Exercise brief: Print word for word the first line of the records below and every following line through the one containing "match self.sink.upsert(relation, row).await"; print nothing else.

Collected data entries
• • • • •

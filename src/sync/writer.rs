//! Row upserts.

use std::sync::Arc;

use tracing::{trace, warn};

use crate::db::{RelationalSink, Row, SinkError};

/// Commits translated rows one at a time.
///
/// Each row is its own statement, so a failure affects only that document.
pub struct UpsertWriter {
    sink: Arc<dyn RelationalSink>,
}

impl UpsertWriter {
    pub fn new(sink: Arc<dyn RelationalSink>) -> Self {
        Self { sink }
    }

    pub async fn write(&self, relation: &str, row: &Row) -> Result<(), SinkError> {
        match self.sink.upsert(relation, row).await {
            Ok(()) => {
                trace!(relation = %relation, id = %row.natural_key, "Upserted row");
                Ok(())
            }
            Err(e) => {
                warn!(
                    relation = %relation,
                    id = %row.natural_key,
                    error = %e,
                    "Failed to write document"
                );
                Err(e)
            }
        }
    }
}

• • • • •

Response box:
filename src/sync/writer.rs
//! Row upserts.

use std::sync::Arc;

use tracing::{trace, warn};

use crate::db::{RelationalSink, Row, SinkError};

/// Commits translated rows one at a time.
///
/// Each row is its own statement, so a failure affects only that document.
pub struct UpsertWriter {
    sink: Arc<dyn RelationalSink>,
}

impl UpsertWriter {
    pub fn new(sink: Arc<dyn RelationalSink>) -> Self {
        Self { sink }
    }

    pub async fn write(&self, relation: &str, row: &Row) -> Result<(), SinkError> {
        match self.sink.upsert(relation, row).await {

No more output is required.